In reality the same team (Kier and several other cast members, director Paul Morrissey, etc) made this one first, but it played second after Dracula, which was a wise choice from my POV since Dracula is the better film and I wouldn't have wanted to have my energy sapped a bit by this tonally similar but less frequently funny one. Like their later film, this is a sexed up, perversely funny take on a classic story (guess which one?), with Kier as the title character and the same actor (Arno Juerging) as his assistant. Their work here seemed to have inspired Rocky Horror Picture Show quite a bit, so that might make a good double feature one day. In turn, I wish I could verify for sure but I think the ending is inspired from, of all things, Bay of Blood! Both films have been restored (by Severin and Vinegar Syndrome, respectively) and I can't wait to revisit them down the road; just because it was so good for Dracula, and I ended up dozing for a bit in the middle of Frankenstein (per the Wiki synopsis I didn't miss anything of note) and also had to make a bathroom run, so I missed two brief chunks.

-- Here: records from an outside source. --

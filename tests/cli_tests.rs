mod common;

use common::*;
use std::process::Command;

fn cli_command() -> Command {
    Command::new(env!("CARGO_BIN_EXE_pipeline-status"))
}

#[test]
fn test_cli_help() {
    let output = cli_command().arg("--help").output().unwrap();

    assert!(output.status.success());
    let stdout = String::from_utf8_lossy(&output.stdout);
    assert!(stdout.contains("resolve"));
    assert!(stdout.contains("encode"));
    assert!(stdout.contains("decode"));
}

#[test]
fn test_cli_encode_decode() {
    let output = cli_command()
        .args(["encode", "Job is running... ", "--base-sha", FAKE_SHA])
        .output()
        .unwrap();
    assert!(output.status.success());
    let encoded = String::from_utf8_lossy(&output.stdout).trim_end().to_string();
    assert_eq!(encoded, format!("Job is running... BaseSHA:{}", FAKE_SHA));

    let output = cli_command().args(["decode", encoded.as_str()]).output().unwrap();
    assert!(output.status.success());
    assert_eq!(String::from_utf8_lossy(&output.stdout).trim(), FAKE_SHA);
}

#[test]
fn test_cli_decode_without_sha() {
    let output = cli_command()
        .args(["decode", "Job is running..."])
        .output()
        .unwrap();
    assert_eq!(output.status.code(), Some(1));
}

#[test]
fn test_cli_encode_with_backend_budget() {
    let dir = create_test_dir();
    write_status_config(dir.path(), "backends:\n  short:\n    max_length: 60\n");
    let long = "z".repeat(100);

    let output = cli_command()
        .args([
            "encode",
            long.as_str(),
            "--base-sha",
            FAKE_SHA,
            "--backend",
            "short",
            "--config",
            dir.path().join("status.yaml").to_str().unwrap(),
        ])
        .output()
        .unwrap();

    assert!(output.status.success());
    let encoded = String::from_utf8_lossy(&output.stdout).trim_end().to_string();
    assert_eq!(encoded.chars().count(), 60);
}

#[test]
fn test_cli_resolve() {
    let dir = create_test_dir();
    write_file(
        dir.path(),
        "snapshot.yaml",
        &snapshot_yaml(&[task_run("pr-1-build", "build", &["True"])], &[]),
    );
    write_file(dir.path(), "jobs.yaml", &jobs_yaml(&["build", "test"], &[]));

    let output = cli_command()
        .args([
            "resolve",
            dir.path().join("snapshot.yaml").to_str().unwrap(),
            "--jobs",
            dir.path().join("jobs.yaml").to_str().unwrap(),
            "--json",
        ])
        .output()
        .unwrap();

    assert!(output.status.success());
    let json: serde_json::Value = serde_json::from_slice(&output.stdout).unwrap();
    assert_eq!(json["state"], "pending");
    assert_eq!(json["jobs"][0]["state"], "success");
    assert_eq!(json["jobs"][1]["state"], "pending");
}

#[test]
fn test_cli_resolve_failure_exit_code() {
    let dir = create_test_dir();
    write_file(
        dir.path(),
        "snapshot.yaml",
        &snapshot_yaml(&[], &[run("pr-1-release", "release", &["False"])]),
    );
    write_file(dir.path(), "jobs.yaml", &jobs_yaml(&[], &["release"]));

    let output = cli_command()
        .args([
            "resolve",
            dir.path().join("snapshot.yaml").to_str().unwrap(),
            "--jobs",
            dir.path().join("jobs.yaml").to_str().unwrap(),
            "--kind",
            "post-submit",
        ])
        .output()
        .unwrap();

    assert_eq!(output.status.code(), Some(1));
    let stdout = String::from_utf8_lossy(&output.stdout);
    assert!(stdout.contains("release [failure]"));
}

#[test]
fn test_cli_resolve_missing_snapshot() {
    let dir = create_test_dir();
    write_file(dir.path(), "jobs.yaml", &jobs_yaml(&["build"], &[]));

    let output = cli_command()
        .args([
            "resolve",
            dir.path().join("absent.yaml").to_str().unwrap(),
            "--jobs",
            dir.path().join("jobs.yaml").to_str().unwrap(),
        ])
        .output()
        .unwrap();

    assert_eq!(output.status.code(), Some(2));
}

#[test]
fn test_cli_resolve_rejects_duplicate_jobs() {
    let dir = create_test_dir();
    write_file(dir.path(), "snapshot.yaml", &snapshot_yaml(&[], &[]));
    write_file(dir.path(), "jobs.yaml", &jobs_yaml(&["build", "build"], &[]));

    let output = cli_command()
        .args([
            "resolve",
            dir.path().join("snapshot.yaml").to_str().unwrap(),
            "--jobs",
            dir.path().join("jobs.yaml").to_str().unwrap(),
        ])
        .output()
        .unwrap();

    assert_eq!(output.status.code(), Some(2));
    let stderr = String::from_utf8_lossy(&output.stderr);
    assert!(stderr.contains("Duplicate pre-submit job names: build"));
}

All in all, a terrific lineup for what has become my favorite LA fest, programming wise. The mix of repertory and newer stuff is always on point, the hosts are all lively and fun to listen to (with or without their T-shirt cannons), and I find it is very rare that I regret bothering to venture out for this or that evening as I do for some other festivals (both here and - perhaps moreso - other states where I start getting homesick on account of watching underwhelming stuff). Hopefully next year it can return to the Egyptian and I will be able to attend even more (though, that said, the Hollywood Legion is pretty nice and has a bar!), but kudos to them for pulling off all their usual shenanigans and programming without any noticeable handicaps due to the changed (and untested!) venues, which has been disastrous for other festivals in the past. Running these things smoothly relies on familiarity and shorthand, two things that are in low supply when you're doing everything in a different place, with different staff, etc (and during a pandemic, which hasn't ended in case you haven't heard!), so it's a testament to their organization skills and can-do attitude that there was literally no visible issues with anything they had to do adapt to for this incarnation. Even the lines moved super quick despite having to check for vaccine status! My hat is off to them, and see you again in 2022!

What say you?


  1. Thanks for the update, BC! That showing of F4F wasn't in 3D, by any chance? I've always heard it looked great in the process. Pretty sure you would've mentioned if it was, but just curious.